According to various embodiments, a substantially continuous transition is achieved from the chisel faces to a carrier end face of the carrier body which is arranged perpendicularly to the geometric drill bit axis and relative to which the chisel tooth axially protrudes, in and against the rotational direction, whereby an even rotation of the drill bit is also possible even if a burr in the region between the carrier end face and the chisel edges meets the chisel tooth.
According to various embodiments, in the axial direction, in the region of the meeting of the two chisel edges, the chisel tooth has an overhang relative to the carrier end face of 1 mm to 4 mm, whereby a particularly efficient cutting of reinforcing steel in concrete is possible.
According to various embodiments, the chisel tooth has a transverse extent in the direction of the first chisel edge. The transverse extent is variable along the second chisel edge, wherein the greatest transverse extent is spaced from the front flank of the chisel tooth in the circumferential direction. It has been found that shifting the greatest transverse extent away from the front flank effectively prevents damage to the chisel tooth in the region of the greatest transverse extent, whereby the service life of the drill bit is extended.
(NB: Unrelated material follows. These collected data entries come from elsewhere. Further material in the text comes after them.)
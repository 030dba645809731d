//! Batch processing command for multiple OCR text files.

use std::fs;
use std::path::PathBuf;
use std::time::Instant;

use clap::Args;
use console::style;
use glob::glob;
use indicatif::{ProgressBar, ProgressStyle};
use serde::Serialize;
use tracing::{debug, error, warn};

use recx_core::models::receipt::ExtractionResult;
use recx_core::receipt::{ReceiptParser, RuleReceiptParser};

use super::extract::{format_result, load_config};

/// Arguments for the batch command.
#[derive(Args)]
pub struct BatchArgs {
    /// Input files or glob pattern
    #[arg(required = true)]
    input: String,

    /// Output directory
    #[arg(short, long)]
    output_dir: Option<PathBuf>,

    /// Output format for each file
    #[arg(short, long, value_enum, default_value = "json")]
    format: super::extract::OutputFormat,

    /// Also generate a summary CSV
    #[arg(long)]
    summary: bool,

    /// Continue on error
    #[arg(long)]
    continue_on_error: bool,
}

/// Result of processing a single file.
struct ProcessResult {
    path: PathBuf,
    result: Option<ExtractionResult>,
    error: Option<String>,
}

/// One row of the summary CSV.
#[derive(Serialize)]
struct SummaryRecord {
    file: String,
    merchant: Option<String>,
    amount: Option<String>,
    date: Option<String>,
    tax: Option<String>,
    currency: Option<String>,
    confidence: f32,
    error: Option<String>,
}

pub fn run(args: BatchArgs, config_path: Option<&str>) -> anyhow::Result<()> {
    let start = Instant::now();

    let config = load_config(config_path)?;

    // Expand glob pattern
    let files: Vec<PathBuf> = glob(&args.input)?
        .filter_map(|r| r.ok())
        .filter(|p| {
            let ext = p.extension().and_then(|e| e.to_str()).unwrap_or("");
            matches!(ext.to_lowercase().as_str(), "txt" | "text" | "ocr")
        })
        .collect();

    if files.is_empty() {
        anyhow::bail!("No matching files found for pattern: {}", args.input);
    }

    println!(
        "{} Found {} files to process",
        style("ℹ").blue(),
        files.len()
    );

    if let Some(ref output_dir) = args.output_dir {
        fs::create_dir_all(output_dir)?;
    }

    let pb = ProgressBar::new(files.len() as u64);
    pb.set_style(
        ProgressStyle::default_bar()
            .template("{spinner:.green} [{elapsed_precise}] [{bar:40.cyan/blue}] {pos}/{len} files")
            .unwrap()
            .progress_chars("=>-"),
    );

    let parser = RuleReceiptParser::from_config(&config.extraction);
    let mut results = Vec::with_capacity(files.len());

    for path in files {
        match process_single_file(&path, &parser, &args) {
            Ok(result) => {
                results.push(ProcessResult {
                    path,
                    result: Some(result),
                    error: None,
                });
            }
            Err(e) => {
                let error_msg = e.to_string();
                if args.continue_on_error {
                    warn!("Failed to process {}: {}", path.display(), error_msg);
                    results.push(ProcessResult {
                        path,
                        result: None,
                        error: Some(error_msg),
                    });
                } else {
                    error!("Failed to process {}: {}", path.display(), error_msg);
                    anyhow::bail!("Processing failed: {}", error_msg);
                }
            }
        }
        pb.inc(1);
    }

    pb.finish_and_clear();

    if args.summary {
        let summary_path = args
            .output_dir
            .clone()
            .unwrap_or_else(|| PathBuf::from("."))
            .join("summary.csv");
        write_summary(&results, &summary_path)?;
        println!(
            "{} Summary written to {}",
            style("✓").green(),
            summary_path.display()
        );
    }

    let succeeded = results.iter().filter(|r| r.result.is_some()).count();
    let failed = results.len() - succeeded;
    let mean_confidence = if succeeded > 0 {
        results
            .iter()
            .filter_map(|r| r.result.as_ref())
            .map(|r| r.confidence.overall)
            .sum::<f32>()
            / succeeded as f32
    } else {
        0.0
    };

    println!(
        "{} Processed {} files ({} failed), mean confidence {:.1}%",
        style("✓").green(),
        succeeded,
        failed,
        mean_confidence * 100.0
    );
    debug!("Total batch time: {:?}", start.elapsed());

    Ok(())
}

/// Read one OCR text file, run extraction, and write the per-file output.
fn process_single_file(
    path: &PathBuf,
    parser: &RuleReceiptParser,
    args: &BatchArgs,
) -> anyhow::Result<ExtractionResult> {
    let text = fs::read_to_string(path)?;
    let result = parser.parse(&text);

    if let Some(ref output_dir) = args.output_dir {
        let extension = match args.format {
            super::extract::OutputFormat::Json => "json",
            super::extract::OutputFormat::Csv => "csv",
            super::extract::OutputFormat::Text => "txt",
        };
        let stem = path
            .file_stem()
            .and_then(|s| s.to_str())
            .unwrap_or("receipt");
        let out_path = output_dir.join(format!("{stem}.{extension}"));
        fs::write(&out_path, format_result(&result, args.format)?)?;
        debug!("Wrote {}", out_path.display());
    }

    Ok(result)
}

/// Write the summary CSV, one row per input file.
fn write_summary(results: &[ProcessResult], path: &PathBuf) -> anyhow::Result<()> {
    let mut writer = csv::Writer::from_path(path)?;

    for processed in results {
        let record = match &processed.result {
            Some(result) => SummaryRecord {
                file: processed.path.display().to_string(),
                merchant: result.merchant.clone(),
                amount: result.amount.map(|a| a.to_string()),
                date: result.date.map(|d| d.to_string()),
                tax: result.tax.map(|t| t.to_string()),
                currency: result.currency.clone(),
                confidence: result.confidence.overall,
                error: None,
            },
            None => SummaryRecord {
                file: processed.path.display().to_string(),
                merchant: None,
                amount: None,
                date: None,
                tax: None,
                currency: None,
                confidence: 0.0,
                error: processed.error.clone(),
            },
        };
        writer.serialize(record)?;
    }

    writer.flush()?;
    Ok(())
}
According to various embodiments, the chisel tooth protrudes beyond the carrier body in the radial direction at least on one side, whereby the friction between the carrier body and the concrete may be reduced.
In various embodiments, starting from the greatest transverse extent, the transverse extent of the chisel tooth reduces towards the front flank and towards the rear flank.
According to various embodiments, in the radial direction, the chisel tooth has a tooth inside and a tooth outside facing away from the tooth inside. The distance between the tooth inside and the tooth outside reduces towards a foot portion of the chisel tooth, whereby the friction between the carrier body and the reinforcing steel and the concrete surrounding the reinforcing steel can be further reduced.
According to various embodiments, the chisel tooth can be pressed into a tooth receiver of the carrier body during a mounting movement, allowing a particularly simple process of mounting the chisel tooth which in particular may also be automated.
According to various embodiments, the chisel tooth has a contact face which faces away from chisel faces and which, in mounted state of the drill bit, is in engagement with a complementary counter contact face, whereby a unilateral axial support of the chisel tooth is achieved.
According to various embodiments, the chisel tooth has at least one form-fit element. The form-fit element is brought into form-fit engagement with a counter form-fit element of the carrier body such that the chisel tooth is fixed on the carrier body in the radial direction. Particularly precise positioning can be achieved if the chisel tooth has two form-fit elements and the carrier body has two counter form-fit elements. It is particularly advantageous for an even fixing in the axial direction if a form-fit element is arranged in the region of the front flank and in the region of the rear flank respectively.
According to various embodiments, the tooth receiver is advantageously cut into the drill bit by a material-removal process.
According to various embodiments, the drill bit has on its outer periphery a tangential control face which delimits the tooth receiver in the radial direction at least in portions. By means of the control face, a precise position determination of the chisel tooth can take place.
In order to create a good connection between the chisel tooth and the drill bit, the two components are soldered together according to various embodiments.
Various embodiments concern geometric configurations of the drill bit diameter.
Various embodiments provide a drill bit for percussion drilling or impact drilling use for cutting reinforcing steel in concrete, wherein the drill bit has a substantially hollow-cylindrical carrier body extending along a geometric drill bit axis, wherein the carrier body has at least one chisel tooth with a substantially radially extending first chisel edge, wherein the first chisel edge is arranged in a middle portion of the chisel tooth, in particular precisely centrally, in the circumferential direction, and the chisel tooth has a second chisel edge extending substantially tangentially to the circumferential direction of the drill bit.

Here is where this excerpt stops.